The 13th Annual Renewable Energy Roundup in Fredericksburg, Texas

The Renewable Energy Roundup in Fredericksburg, TX

Come out to Fredericksburg to learn about all things renewable and green in the 13th Annual Renewable Energy Roundup and Green Living Fair (“the Roundup”). Urban Poultry Association of Texas, Inc., parent organization for The Funky Chicken Coop Tour® and The Austin and Central Texas Backyard Poultry Meetup will have an exhibitor booth at the Fair and be available to answer questions on about raising poultry as part of a clean backyard food production system.  Michelle Hernandez, founder and event organizer of The Funky Chicken Coop Tour, and Head Chickenista for Funny Farm Industries will be giving a talk on Raising Backyard Poultry at 1:00 p.m. on Sunday, September 29th at the Roundup.  See the Roundup schedule for more information.

About the Roundup…


A Texas Fall Favorite, The Renewable Energy Roundup Unfolds in Fredericksburg

Co-Op Panel Reviews Sustainable Energy Resources

FREDERICKSBURG, Texas, June 19, 2013 /PRNewswire/ — At the 13th annual Renewable Energy Roundup & Green Living Fair (The Roundup) we’ll be filling the grounds with exhibitors and packing the tents with outstanding speakers and panels on topics for green lifestyles. People from across Texas, from communities large and small converge on Fredericksburg annually in search of ideas for a cleaner, healthier, more sustainable and energy efficient lifestyle. The Roundup is a place to see new ideas in action; discover new organic farming techniques, learn about green building and remodeling, taste fresh organic foods and to test, explore and interact with products and services for living sustainably. The Roundup takes place at Market Square, 126 West Main St. in Fredericksburg, September 27 – 29, 2013.

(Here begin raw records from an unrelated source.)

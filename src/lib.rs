//! Small iteration helpers.
//!
//! - [`monitored_enumerate`]: `enumerate()` that answers SIGINFO (Ctrl-T) with
//!   the current index.
//! - [`bounded_take`]: at most the first N items, without pulling item N+1.
//! - [`tap`]: pass items through unchanged, calling a callback on each.
//! - [`partition`]: split a sequence in one pass.
//!
//! [`IterExt`] offers the same helpers as iterator methods.
pub mod config;
pub mod enumerate;
pub mod ext;
pub mod partition;
pub mod signals;
pub mod sink;
pub mod take;
pub mod tap;

pub use enumerate::{monitored_enumerate, Monitor, MonitoredEnumerate};
pub use ext::IterExt;
pub use partition::{partition, try_partition};
pub use signals::{parse_signal, status_signal, MonitorError, SignalGuard};
pub use sink::{ProgressSink, TracingSink};
pub use take::{bounded_take, try_bounded_take, BoundError, BoundedTake};
pub use tap::{tap, try_tap, SideEffectTap, TryTap};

(Logo: http://photos.prnewswire.com/prnh/20130619/DA35048LOGO)

The fair is an annual Texas favorite and the largest all-sustainable fair in the south. David Bebeau, CEO, Sunrise Solar recently said, “I’ve been coming to the Roundup since it started in 1999 and I have had the same booth space for 12 years now. It is one of the most enjoyable shows we do for both exhibitors and the participants.”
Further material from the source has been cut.